Exercise prompt
Whenever a line in the entries below contains the string "primary", copy that line.

Entries supplied
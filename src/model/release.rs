//! Album release types, following MusicBrainz primary/secondary types.

use serde::{Deserialize, Serialize};

/// Extra qualifier on a release.
#[derive(Debug, Clone, Copy, PartialEq, Eq, Hash, Default, Serialize, Deserialize)]
pub enum Refinement {
    #[default]
    None,
    Live,
    Remix,
}

/// The type of release an album is.
#[derive(Debug, Clone, Copy, PartialEq, Eq, Hash, Serialize, Deserialize)]
pub enum ReleaseType {
    Album(Refinement),
    Ep(Refinement),
    Single(Refinement),
    Compilation(Refinement),
    Soundtrack,
    Mix,
    Mixtape,
}

impl Default for ReleaseType {
    fn default() -> Self {
        ReleaseType::Album(Refinement::None)
    }
}

impl ReleaseType {
    /// Parse a list of release type values, primary type first.
    ///
    /// Unknown primary types are treated as secondary types of an album,
    /// since many taggers only write the secondary type.
    pub fn parse<S: AsRef<str>>(types: &[S]) -> Option<Self> {
        let primary = types.first()?.as_ref().trim().to_lowercase();
        let rest = &types[1..];
        Some(match primary.as_str() {
            "album" => parse_secondary(rest, ReleaseType::Album),
            "ep" => parse_secondary(rest, ReleaseType::Ep),
            "single" => parse_secondary(rest, ReleaseType::Single),
            _ => parse_secondary(types, ReleaseType::Album),
        })
    }

    pub fn name(&self) -> &'static str {
        match self {
            ReleaseType::Album(Refinement::Live) => "Live album",
            ReleaseType::Album(Refinement::Remix) => "Remix album",
            ReleaseType::Album(Refinement::None) => "Album",
            ReleaseType::Ep(Refinement::Live) => "Live EP",
            ReleaseType::Ep(Refinement::Remix) => "Remix EP",
            ReleaseType::Ep(Refinement::None) => "EP",
            ReleaseType::Single(Refinement::Live) => "Live single",
            ReleaseType::Single(Refinement::Remix) => "Remix single",
            ReleaseType::Single(Refinement::None) => "Single",
            ReleaseType::Compilation(Refinement::Live) => "Live compilation",
            ReleaseType::Compilation(Refinement::Remix) => "Remix compilation",
            ReleaseType::Compilation(Refinement::None) => "Compilation",
            ReleaseType::Soundtrack => "Soundtrack",
            ReleaseType::Mix => "DJ mix",
            ReleaseType::Mixtape => "Mixtape",
        }
    }
}

fn parse_secondary<S: AsRef<str>>(
    types: &[S],
    refined: impl FnOnce(Refinement) -> ReleaseType,
) -> ReleaseType {
    let secondary = types.first().map(|s| s.as_ref().trim().to_lowercase());
    match secondary.as_deref() {
        Some("compilation") => ReleaseType::Compilation(parse_refinement(types.get(1))),
        Some("soundtrack") => ReleaseType::Soundtrack,
        Some("dj-mix") => ReleaseType::Mix,
        Some("mixtape/street") | Some("mixtape") => ReleaseType::Mixtape,
        _ => refined(parse_refinement(types.first())),
    }
}

fn parse_refinement<S: AsRef<str>>(value: Option<&S>) -> Refinement {
    match value.map(|s| s.as_ref().trim().to_lowercase()).as_deref() {
        Some("live") => Refinement::Live,
        Some("remix") => Refinement::Remix,
        _ => Refinement::None,
    }
}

Exercise answer
//! Album release types, following MusicBrainz primary/secondary types.
    /// Parse a list of release type values, primary type first.
    /// Unknown primary types are treated as secondary types of an album,
        let primary = types.first()?.as_ref().trim().to_lowercase();
        Some(match primary.as_str() {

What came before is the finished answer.